19 Settembre 2024

Il caso Palamara e il Csm come esempio di «fallimento dell’apprendimento istituzionale» nello studio di due sociologi delle organizzazioni, Maurizio Catino (Milano Bicocca) e Cristina Dallara (Bologna)

Luca Palamara un capro espiatorio? Sì, ma non nel senso dei mitomani che scorgono un nuovo Dreyfus nel pm romano ed ex membro Csm ed ex presidente Anm radiato dalla magistratura per avere discusso la nomina del nuovo capo della Procura di Roma con un parlamentare e un ex ministro indagato proprio dalla Procura di Roma, bensì come esempio di «fallimento dell’apprendimento istituzionale» di una organizzazione (in questo caso il Csm) a causa della tendenza ad «affrontare problemi di natura sistemica con soluzioni di tipo individuale». È la tesi di due sociologi delle organizzazioni, Maurizio Catino (Milano Bicocca) e Cristina Dallara (Bologna), in uno studio nel quale mettono a confronto l’organizzazione formale (quale risulta da norme, regolamenti, circolari) e il sistema concreto di azione, quale risulta da interviste a magistrati, membri Csm in carica o ex, professori di ordinamento giudiziario, e dalle esperienze stesse di Catino ai corsi della Scuola della Magistratura per la formazione degli aspiranti dirigenti.
Il caso Palamara, è la critica di Catino, è stato affrontato con una strategia di cambiamento e di apprendimento «basata sulla persona e accusatoria», che cioè «cerca di spostare la colpa di quanto accaduto su un individuo o un gruppo di individui, creando talvolta in questo modo un capro espiatorio organizzativo», che non è l’innocente che paga al posto di altri, ma un colpevole sul quale però vengono fatte ricadere le colpe anche di altri. Solo che per una organizzazione questo tipo di apprendimento basato sulla persona «genera un tipo di apprendimento “a circuito singolo”, che modifica le strategie d’azione ma lascia immodificati i valori di una teoria d’azione, apprendendo in modo non virtuoso dagli eventi e anzi con maggiore opportunismo adattivo».

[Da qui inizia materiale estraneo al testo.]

//! Field and argument definitions.
//!
//! A [FieldDefinition] describes where a value lives in a byte buffer, how its bits are
//! masked, and how its raw number maps to a symbolic name. Command arguments and table
//! columns use the same definition.
use std::collections::{BTreeMap, HashMap};
use std::fmt::Display;
use std::ops::Range;
use std::sync::Arc;

use typed_builder::TypedBuilder;

use crate::expr::{DnToEu, Expression};
use crate::types::DataType;
use crate::{Error, Result, Value};

/// Largest byte position a field may occupy.
pub const MAX_BYTE_POS: usize = 65_535;

/// Position of a field within its buffer, as written in a schema.
#[derive(Debug, Clone, Copy, Default, PartialEq, Eq)]
pub enum ByteSpec {
    /// Starts immediately after the previous field.
    #[default]
    Unset,
    /// Starts at the given byte and spans the type's width.
    Single(usize),
    /// Inclusive start and end bytes.
    Range(usize, usize),
    /// Starts at the same byte as the previous field, written `@prev` in schemas.
    Prev,
}

impl Display for ByteSpec {
    fn fmt(&self, f: &mut std::fmt::Formatter<'_>) -> std::fmt::Result {
        match self {
            ByteSpec::Unset => Ok(()),
            ByteSpec::Single(b) => write!(f, "{b}"),
            ByteSpec::Range(a, b) => write!(f, "[{a}, {b}]"),
            ByteSpec::Prev => write!(f, "@prev"),
        }
    }
}

/// One-to-one mapping between numeric codes and symbolic names.
#[derive(Debug, Clone, Default, PartialEq, Eq)]
pub struct Enumeration {
    names: BTreeMap<i128, String>,
    codes: HashMap<String, i128>,
}

impl Enumeration {
    /// # Errors
    /// [Error::Schema] if a code or a name appears more than once.
    pub fn new<I, S>(pairs: I) -> Result<Self>
    where
        I: IntoIterator<Item = (i128, S)>,
        S: Into<String>,
    {
        let mut names = BTreeMap::default();
        let mut codes = HashMap::default();
        for (code, name) in pairs {
            let name = name.into();
            if names.contains_key(&code) {
                return Err(Error::Schema(format!("duplicate enumeration code {code}")));
            }
            if codes.contains_key(&name) {
                return Err(Error::Schema(format!("duplicate enumeration name {name}")));
            }
            codes.insert(name.clone(), code);
            names.insert(code, name);
        }
        Ok(Self { names, codes })
    }

    #[must_use]
    pub fn name(&self, code: i128) -> Option<&str> {
        self.names.get(&code).map(String::as_str)
    }

    #[must_use]
    pub fn code(&self, name: &str) -> Option<i128> {
        self.codes.get(name).copied()
    }

    /// Pairs in ascending code order.
    pub fn iter(&self) -> impl Iterator<Item = (i128, &str)> {
        self.names.iter().map(|(c, n)| (*c, n.as_str()))
    }

    #[must_use]
    pub fn len(&self) -> usize {
        self.names.len()
    }

    #[must_use]
    pub fn is_empty(&self) -> bool {
        self.names.is_empty()
    }
}

/// Definition of a single packet field, command argument, or table column.
///
/// # Example
/// ```
/// use gds::field::{ByteSpec, FieldDefinition};
/// use gds::types::TypeRegistry;
/// use gds::Value;
///
/// let registry = TypeRegistry::default();
/// let apid = FieldDefinition::builder()
///     .name("apid")
///     .dtype(registry.get("MSB_U16").unwrap())
///     .bytes(ByteSpec::Range(0, 1))
///     .mask(0x07ff)
///     .build();
///
/// assert_eq!(apid.decode(&[0x08, 0x2a], false, None).unwrap(), Value::Int(42));
/// ```
#[derive(Debug, Clone, TypedBuilder)]
pub struct FieldDefinition {
    #[builder(setter(into))]
    pub(crate) name: String,
    pub(crate) dtype: Arc<dyn DataType>,
    #[builder(default)]
    pub(crate) bytes: ByteSpec,
    #[builder(default, setter(strip_option))]
    pub(crate) mask: Option<u64>,
    #[builder(default, setter(strip_option))]
    pub(crate) enumeration: Option<Enumeration>,
    /// Inclusive bounds checked by [FieldDefinition::validate].
    #[builder(default, setter(strip_option))]
    pub(crate) range: Option<(f64, f64)>,
    #[builder(default, setter(strip_option))]
    pub(crate) dntoeu: Option<DnToEu>,
    #[builder(default, setter(strip_option))]
    pub(crate) expr: Option<Expression>,
    #[builder(default, setter(strip_option))]
    pub(crate) when: Option<Expression>,
    /// Constant value written on every encode. Fixed arguments are never supplied by callers.
    #[builder(default, setter(strip_option, into))]
    pub(crate) value: Option<Value>,
    #[builder(default, setter(strip_option, into))]
    pub(crate) units: Option<String>,
    #[builder(default, setter(strip_option, into))]
    pub(crate) desc: Option<String>,
}

impl FieldDefinition {
    #[must_use]
    pub fn name(&self) -> &str {
        &self.name
    }

    #[must_use]
    pub fn dtype(&self) -> &Arc<dyn DataType> {
        &self.dtype
    }

    #[must_use]
    pub fn bytes(&self) -> ByteSpec {
        self.bytes
    }

    #[must_use]
    pub fn mask(&self) -> Option<u64> {
        self.mask
    }

    /// Left shift implied by the mask's lowest set bit.
    #[must_use]
    pub fn shift(&self) -> u32 {
        self.mask.map_or(0, u64::trailing_zeros)
    }

    #[must_use]
    pub fn enumeration(&self) -> Option<&Enumeration> {
        self.enumeration.as_ref()
    }

    #[must_use]
    pub fn range(&self) -> Option<(f64, f64)> {
        self.range
    }

    #[must_use]
    pub fn dntoeu(&self) -> Option<&DnToEu> {
        self.dntoeu.as_ref()
    }

    #[must_use]
    pub fn expr(&self) -> Option<&Expression> {
        self.expr.as_ref()
    }

    #[must_use]
    pub fn when(&self) -> Option<&Expression> {
        self.when.as_ref()
    }

    #[must_use]
    pub fn fixed(&self) -> Option<&Value> {
        self.value.as_ref()
    }

    #[must_use]
    pub fn is_fixed(&self) -> bool {
        self.value.is_some()
    }

    #[must_use]
    pub fn units(&self) -> Option<&str> {
        self.units.as_deref()
    }

    #[must_use]
    pub fn desc(&self) -> Option<&str> {
        self.desc.as_deref()
    }

    /// True when reads yield a derived value rather than the decoded bits.
    #[must_use]
    pub fn is_derived(&self) -> bool {
        self.dntoeu.is_some() || self.expr.is_some()
    }

    /// Number of bytes spanned by the field.
    #[must_use]
    pub fn nbytes(&self) -> usize {
        self.slice(0).len()
    }

    /// Check the definition for problems that would otherwise surface on every encode.
    ///
    /// # Errors
    /// [Error::Schema] describing the first problem found.
    pub fn check(&self) -> Result<()> {
        let fail = |msg: String| Err(Error::Schema(format!("field {}: {msg}", self.name)));

        let end = self.slice(0).end;
        if end > MAX_BYTE_POS + 1 {
            return fail(format!("bytes {} end past byte {MAX_BYTE_POS}", self.bytes));
        }

        if let ByteSpec::Range(a, b) = self.bytes {
            if a > b {
                return fail(format!("byte range [{a}, {b}] is reversed"));
            }
            if b - a + 1 < self.dtype.nbytes() {
                return fail(format!(
                    "byte range [{a}, {b}] is narrower than {}",
                    self.dtype.name()
                ));
            }
        }
        if let Some(mask) = self.mask {
            let Some(prim) = self.dtype.as_primitive().filter(|p| p.is_integer()) else {
                return fail(format!("mask requires an integer type, not {}", self.dtype.name()));
            };
            let nbits = prim.nbits();
            if mask == 0 || (nbits < 64 && mask >> nbits != 0) {
                return fail(format!("mask {mask:#x} does not fit {}", prim.name()));
            }
        }
        if let Some((lo, hi)) = self.range {
            if lo > hi {
                return fail(format!("range [{lo}, {hi}] is reversed"));
            }
        }
        if let Some(value) = &self.value {
            self.encode(value)?;
        }
        Ok(())
    }

    /// Byte range of the field, translated by `offset`.
    #[must_use]
    pub fn slice(&self, offset: usize) -> Range<usize> {
        let width = self.dtype.nbytes();
        let (start, stop) = match self.bytes {
            ByteSpec::Unset | ByteSpec::Prev => (offset, offset.saturating_add(width)),
            ByteSpec::Single(b) => {
                let start = b.saturating_add(offset);
                (start, start.saturating_add(width))
            }
            ByteSpec::Range(a, b) => (
                a.saturating_add(offset),
                b.saturating_add(1).saturating_add(offset),
            ),
        };
        start..stop
    }

    /// Decode this field out of a full buffer.
    ///
    /// `index` selects one element of an array field. Masks, shifts, and, unless `raw`,
    /// enumeration names are applied to the decoded value.
    ///
    /// # Errors
    /// [Error::NotEnoughData] if the buffer does not cover the field, or any error from the
    /// underlying type.
    pub fn decode(&self, bytes: &[u8], raw: bool, index: Option<usize>) -> Result<Value> {
        self.decode_at(bytes, 0, raw, index)
    }

    /// Like [decode](Self::decode) but with the field relocated by `offset` bytes.
    ///
    /// # Errors
    /// See [decode](Self::decode).
    pub fn decode_at(
        &self,
        bytes: &[u8],
        offset: usize,
        raw: bool,
        index: Option<usize>,
    ) -> Result<Value> {
        let range = self.slice(offset);
        let Some(data) = bytes.get(range.clone()) else {
            return Err(Error::NotEnoughData {
                actual: bytes.len(),
                minimum: range.end,
            });
        };
        self.decode_slice(data, raw, index)
    }

    /// Decode from bytes that begin at this field's first byte.
    ///
    /// # Errors
    /// See [decode](Self::decode).
    pub fn decode_slice(&self, data: &[u8], raw: bool, index: Option<usize>) -> Result<Value> {
        let mut value = match (self.dtype.as_array(), index) {
            (Some(array), Some(i)) => array.decode_elem(data, i, raw)?,
            _ => self.dtype.decode(data, raw)?,
        };

        if let (Some(mask), Value::Int(v)) = (self.mask, &value) {
            value = Value::Int((v & i128::from(mask)) >> self.shift());
        }

        if !raw {
            if let (Some(e), Value::Int(code)) = (&self.enumeration, &value) {
                if let Some(name) = e.name(*code) {
                    value = Value::Str(name.to_string());
                }
            }
        }
        Ok(value)
    }

    /// Encode `value`, substituting enumeration names and applying the mask shift. The
    /// result is the type's encoding and is not yet masked.
    ///
    /// # Errors
    /// Any error from the underlying type. Masked fields require an integer value.
    pub fn encode(&self, value: &Value) -> Result<Vec<u8>> {
        let substituted;
        let mut value = value;
        if let (Some(e), Value::Str(name)) = (&self.enumeration, value) {
            if let Some(code) = e.code(name) {
                substituted = Value::Int(code);
                value = &substituted;
            }
        }

        if self.mask.is_some() {
            let v = value.as_i128().ok_or_else(|| Error::TypeMismatch {
                type_name: self.dtype.name().to_string(),
                expected: "integer".to_string(),
                got: value.kind().to_string(),
            })?;
            return self.dtype.encode(&Value::Int(v << self.shift()));
        }
        self.dtype.encode(value)
    }

    /// Mask expressed as bytes in the type's encoding, `None` for unmasked fields.
    ///
    /// # Errors
    /// Only if the mask does not fit the type, which [check](Self::check) rejects.
    pub fn mask_bytes(&self) -> Result<Option<Vec<u8>>> {
        self.mask
            .map(|m| self.dtype.encode(&Value::Int(i128::from(m))))
            .transpose()
    }

    /// Encode `value` and merge it into `buf` at this field's bytes (relocated by `offset`)
    /// without disturbing bits outside the mask.
    ///
    /// # Errors
    /// [Error::NotEnoughData] if `buf` does not cover the field, or any encode error.
    pub fn write(&self, buf: &mut [u8], offset: usize, value: &Value) -> Result<()> {
        let range = self.slice(offset);
        if range.end > buf.len() {
            return Err(Error::NotEnoughData {
                actual: buf.len(),
                minimum: range.end,
            });
        }
        let encoded = self.encode(value)?;
        let mask = self.mask_bytes()?;
        for (i, (dst, src)) in buf[range].iter_mut().zip(&encoded).enumerate() {
            let m = mask.as_ref().map_or(0xff, |m| m[i]);
            *dst = (*dst & !m) | (src & m);
        }
        Ok(())
    }

    /// Check `value`, appending a message for each failure.
    ///
    /// Enumerated fields accept a known name or a known code. The underlying type's own
    /// checks apply to the numeric value, as does the explicit range.
    pub fn validate(&self, value: &Value, messages: &mut Vec<String>) -> bool {
        let mut valid = true;
        let mut primitive = value.clone();

        if let Some(e) = &self.enumeration {
            let code = match value {
                Value::Str(name) => e.code(name),
                other => other.as_i128().filter(|c| e.name(*c).is_some()),
            };
            match code {
                Some(code) => primitive = Value::Int(code),
                None => {
                    valid = false;
                    messages.push(format!(
                        "{} value '{value}' not in allowed enumerated values.",
                        self.name
                    ));
                }
            }
        }

        if valid && !self.dtype.validate(&primitive, messages, Some(&self.name)) {
            valid = false;
        }

        if let (Some((lo, hi)), Some(v)) = (self.range, primitive.as_f64()) {
            if v < lo || v > hi {
                valid = false;
                messages.push(format!(
                    "{} value '{primitive}' out of range [{lo}, {hi}].",
                    self.name
                ));
            }
        }
        valid
    }
}

/// Assign concrete byte ranges to every field in one left-to-right pass.
///
/// Explicit specs are kept. `Prev` starts at the previous field's start, `Unset` at the
/// previous field's end, and both are rewritten to explicit ranges so a second pass is a
/// no-op. Returns the exclusive end of the last field.
pub fn resolve_layout(fields: &mut [FieldDefinition], start: usize) -> usize {
    let mut pos = start..start;
    for fd in fields.iter_mut() {
        let resolved = match fd.bytes {
            ByteSpec::Prev => Some(fd.slice(pos.start)),
            ByteSpec::Unset => Some(fd.slice(pos.end)),
            _ => None,
        };
        if let Some(r) = resolved {
            fd.bytes = ByteSpec::Range(r.start, r.end.saturating_sub(1));
        }
        pos = fd.slice(0);
    }
    pos.end
}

L’occasione persa sarebbe dunque quella di gingillarsi con il sorteggio sì-sorteggio no per le elezioni Csm, anziché affrontare le vicende Palamara con una strategia di tipo «organizzativo e funzionale» che «generi un apprendimento a “circuito doppio”, volto cioè a cambiare, oltre che le strategie e gli assunti, anche i valori e le teorie-in-uso sottostanti». Attorno a «tre nodi sistemici molto rilevanti ma poco considerati». Il primo è la concreta difficoltà nel giudicare i curricula dei candidati, dovuta all’eccessiva quantità di dati e indicatori in realtà scarsi per qualità, con pareri provenienti dai Consigli giudiziari tutti sempre positivi e privi di sfumature che permettano reali valutazioni, sicché Catino si sente confessare dai suoi intervistati che «a volte la strada più efficace sembra davvero quella di fare una telefonata ai colleghi dell’ufficio del candidato e chiedere pareri espliciti». Il secondo sarebbe la frizione tra due logiche contrastanti, quella della rappresentanza politica basata sul consenso (i membri del Csm sono eletti) e quella professionale della valutazione meritocratica basata su terzietà e imparzialità, che dovrebbe improntare la gestione delle carriere ma che sconta il fatto che al Csm «siano elette persone non formate nella gestione e valutazione del personale e nell’organizzazione delle risorse. Il terzo è l’ipocrisia che per Catino avvolge le relazioni di membri Csm con soggetti esterni alla magistratura e anche appartenenti alla sfera politica, al punto che nel suo studio pubblicato dal Mulino arriva a suggerire che «questo tipo di relazioni, tutt’oggi spesso negate dal dibattito interno alla magistratura, debbano essere portate nell’alveo istituzionale e della trasparenza pubblica per evitare che pochi soggetti o gruppi organizzati li gestiscano in modo informale e non trasparente».
Gli si può obiettare che lo studio sconti a sua volta la caratterizzazione politica di alcuni degli intervistati intuibili in appendice dietro l’elencazione dei loro passati ruoli. Ma di certo ha il pregio di mettere empiricamente in evidenza che, «quando la “governance” formale in un’organizzazione non funziona, tende ad emergerne una di tipo extra-legale con una maggiore efficacia operativa ma minore legittimità formale». E che liquidare tutto come degenerazioni singole (il capro espiatorio organizzativo, come lo chiama Catino) rischia di «perpetuare soltanto un modo per continuare a mantenere la governance extra-legale con altri attori».